Накануне я случайно подслушал, как мать говорила отцу, что спектакль кончится поздно и что мне лучше остаться дома с Аксюшей. Неужели оставят?.. Нет, это невозможно! Но все-таки: — Возьмут или не возьмут?
Моя мать всюду поспевает, перешучивается и пересмеивается со всеми гостями. К ней подходит молодая веселая женщина с усиками на губе, жена директора уездного училища, которую все почему-то зовут Катя. Катя тоже участвует в пьесе, и во время репетиций она всегда оказывала мне особое внимание.

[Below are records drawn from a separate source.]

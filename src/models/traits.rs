use crate::models::flight::{AimPoint, AngleEvaluation};

/// 飛翔時間の求め方（閉形式／tickシミュレーション）を抽象化するインターフェース
///
/// 角度探索はこのトレイトだけに依存し、どちらの方式でも同じ探索手順を使う。
pub trait IFlightModel {
    /// 仰角 `angle_deg` で発射した弾が目標に届くかを評価
    fn evaluate(&self, v0: f64, angle_deg: f64, aim: &AimPoint) -> AngleEvaluation;

    /// 十分に小さい誤差が見つかった時点で区間の探索を打ち切ってよいか
    fn allows_early_exit(&self) -> bool;

    /// 方式名（ログ出力用）
    fn name(&self) -> &'static str;
}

Катя гладит меня по голове и, обратившись к матери, спрашивает:
— А Ванечка будет на спектакле?
У меня даже сердце екает. Мать начинает ей что-то говорить насчет гигиены и позднего времени, но Катя только пренебрежительно поводит плечами и, звонко расхохотавшись, бросает:
— Оставь ты свою гигиену! Жизнь-то один раз живешь… Видишь, мальчишке досмерти хочется попасть на спектакль, а ты его не пускаешь… На что это похоже?
И Катя опять гладит меня по голове. Я готов расплакаться.
Мать смотрит на мое лицо, понимает, что происходит в моей душе, и… соглашается. Я счастлив. Я пляшу от радости вокруг стола: я пойду на спектакль!..
Все это я помню так, если бы все это случилось только вчера. Но — странно! — в памяти моей совершенно не сохранилось ни одного, даже самого бледного, воспоминания о самом спектакле, на который я так рвался…
Это 1889 год. Мне шестой год. Я уже читаю и немного пишу. Мой отец отслуживает свою стипендию в крохотном захолустном городишке Каинске Томской губернии. Мать занимается семьей, хозяйством и общественной деятельностью, — в масштабах и формах своего времени…
. . . . . .
Дальше в моей памяти опять провал. Опять мрак и тьма. И, наконец, с семи-восьми лет идут уже более связные, более систематические воспоминания. Встает картина детства. И так как для ребенка первым и самым важным «кругом».его вселенной является семья, то я начну описание своей жизни с характеристики моих родителей.